When Danielle got home, she asked her daughter about the papers and found out it was a big misunderstanding. “She looked totally shocked,” Danielle recalls. “She said, ‘Oh, I didn’t know they had to be signed and brought back!’ Then she ran and got her book bag and there they all were, stuffed in the bottom.”
It’s natural for parents to come to the conference table with expectations, but they should realize teachers have some too. “My biggest expectation is that parents want to be there,” says Andrea. “I want them to listen, but I also want them to share. They know their child best.”
One thing parents can do is tell teachers a little about their child’s likes, dislikes, strengths and weaknesses. It may even help to let teachers know if there are any stressful conditions in their child’s life – such as a move to new neighborhood, death of a loved one or divorce. “Anything that would help me to understand their child better, I want to know,” says Andrea.

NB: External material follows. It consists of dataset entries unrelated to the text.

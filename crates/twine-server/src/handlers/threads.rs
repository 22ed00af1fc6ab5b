//! Handlers for `/threads` endpoints.
//!
//! | Method | Path | Notes |
//! |--------|------|-------|
//! | `GET`  | `/threads` | All threads in one page |
//! | `GET`  | `/threads/{id}/messages` | Optional `?cursor=<token>&limit=<n>` |
//! | `POST` | `/threads/{id}/messages` | Body: `{"text":"..."}`; returns 201 + message |
//! | `POST` | `/threads/{id}/read` | Body: `{"message_id":"..."}` |

use std::sync::Arc;

use axum::{
  Json,
  extract::{Path, Query, State},
  http::StatusCode,
  response::IntoResponse,
};
use serde::Deserialize;
use twine_core::{
  message::Message,
  page::{Cursor, PageRequest, Paginated},
  source::RemoteSource,
  store::MessageStore,
  thread::Thread,
};

use crate::{
  error::ApiError,
  facade::{Facade, ReadReceipt},
};

// ─── List threads ─────────────────────────────────────────────────────────────

/// `GET /threads`
pub async fn list<S, R>(
  State(facade): State<Arc<Facade<S, R>>>,
) -> Result<Json<Paginated<Thread>>, ApiError>
where
  S: MessageStore,
  R: RemoteSource,
{
  Ok(Json(facade.list_threads().await?))
}

// ─── List messages ────────────────────────────────────────────────────────────

#[derive(Debug, Deserialize)]
pub struct PageParams {
  /// The `cursor` of the previous page.
  pub cursor: Option<String>,
  pub limit:  Option<usize>,
}

/// `GET /threads/{id}/messages[?cursor=<token>][&limit=<n>]`
pub async fn messages<S, R>(
  State(facade): State<Arc<Facade<S, R>>>,
  Path(thread_id): Path<String>,
  Query(params): Query<PageParams>,
) -> Result<Json<Paginated<Message>>, ApiError>
where
  S: MessageStore,
  R: RemoteSource,
{
  let cursor = params.cursor.as_deref().map(str::parse::<Cursor>).transpose()?;
  let request = PageRequest::new(cursor, params.limit)?;
  Ok(Json(facade.list_messages(&thread_id, request).await?))
}

// ─── Send ─────────────────────────────────────────────────────────────────────

#[derive(Debug, Deserialize)]
pub struct SendBody {
  pub text: String,
}

/// `POST /threads/{id}/messages`, body: `{"text":"..."}`
pub async fn send<S, R>(
  State(facade): State<Arc<Facade<S, R>>>,
  Path(thread_id): Path<String>,
  Json(body): Json<SendBody>,
) -> Result<impl IntoResponse, ApiError>
where
  S: MessageStore,
  R: RemoteSource,
{
  let message = facade.send_message(&thread_id, &body.text).await?;
  Ok((StatusCode::CREATED, Json(message)))
}

// ─── Mark read ────────────────────────────────────────────────────────────────

#[derive(Debug, Deserialize)]
pub struct ReadBody {
  pub message_id: String,
}

/// `POST /threads/{id}/read`, body: `{"message_id":"..."}`
pub async fn mark_read<S, R>(
  State(facade): State<Arc<Facade<S, R>>>,
  Path(thread_id): Path<String>,
  Json(body): Json<ReadBody>,
) -> Result<Json<ReadReceipt>, ApiError>
where
  S: MessageStore,
  R: RemoteSource,
{
  Ok(Json(facade.mark_read(&thread_id, &body.message_id).await?))
}
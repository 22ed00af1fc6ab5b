//! axum handlers, one module per resource.
//!
//! Every handler takes the session's [`Facade`](crate::facade::Facade) as
//! state and is generic over the store and source behind it.

pub mod account;
pub mod messages;
pub mod sync;
pub mod threads;
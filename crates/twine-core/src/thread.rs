//! Participants and the derived conversation view.

use chrono::{DateTime, Utc};
use serde::{Deserialize, Serialize};

use crate::{identity::participant_id, message::Message};

/// One side of a conversation. The provider knows nothing about people beyond
/// their number, so a user is a number plus its derived identifier.
#[derive(Debug, Clone, PartialEq, Eq, Serialize, Deserialize)]
pub struct User {
  pub id:           String,
  pub phone_number: String,
  pub display_name: String,
  /// `true` for the account the cache belongs to.
  pub is_self:      bool,
}

impl User {
  /// The local account. An empty `display_name` falls back to the number.
  pub fn current(phone_number: &str, display_name: Option<&str>) -> Self {
    let display_name = display_name
      .filter(|n| !n.is_empty())
      .unwrap_or(phone_number)
      .to_owned();
    Self {
      id: participant_id(phone_number),
      phone_number: phone_number.to_owned(),
      display_name,
      is_self: true,
    }
  }

  /// A counterpart synthesised from nothing but their number.
  pub fn counterpart(phone_number: &str) -> Self {
    Self {
      id:           participant_id(phone_number),
      phone_number: phone_number.to_owned(),
      display_name: phone_number.to_owned(),
      is_self:      false,
    }
  }
}

/// A pairwise conversation, computed on read from every stored record that
/// shares a counterpart. Never persisted.
#[derive(Debug, Clone, Serialize, Deserialize)]
pub struct Thread {
  /// The thread key: the counterpart's phone number.
  pub id:                   String,
  pub title:                String,
  pub is_unread:            bool,
  /// Id of the newest message marked read, if any.
  pub last_read_message_id: Option<String>,
  /// The local account first, then the counterpart.
  pub participants:         Vec<User>,
  /// Oldest first.
  pub messages:             Vec<Message>,
  /// Timestamp of the newest message.
  pub last_activity:        DateTime<Utc>,
}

If an academic or behavioral issue is addressed during the conference, most teachers make a recommendation and ask for parental input. “When my son started first grade, he had a big struggle ahead of him,” says Natasha. “He’d attended kindergarten at another school that didn’t stress phonics, and that put him behind the other kids in his new class.” During the conference, Natasha and the teacher talked about ways to get him caught up. “The teacher was very reassuring. We came up with a plan and in time he was doing fine.”
What if you have a problem with your child’s teacher? “Be nonconfrontational but deal with the issue,” says Danielle. “Express your concern without making accusations and work together to solve it.”
Andrea agrees. “If parents have questions or concerns about me, I want them to come and tell me. Then, if they aren’t satisfied with my answer or don’t get the results they expect, they can go to the principal. But I ask that they work with me first.”
Following a conference, parents should sit down with their child and talk about what was discussed. “Whether there is a problem or not, I tell the kids everything that went on,” says Natasha. “I want them to know we’re all working together on this.”
And working together is what it’s all about. “I try to give 100 percent, and I want the parents and child to give 100 percent too,” says Andrea.
“What it boils down to is communication and cooperation – that’s what parent-teacher conferences are all about,” Danielle concludes. “They lay the groundwork for a working relationship that will benefit your child throughout the school year.”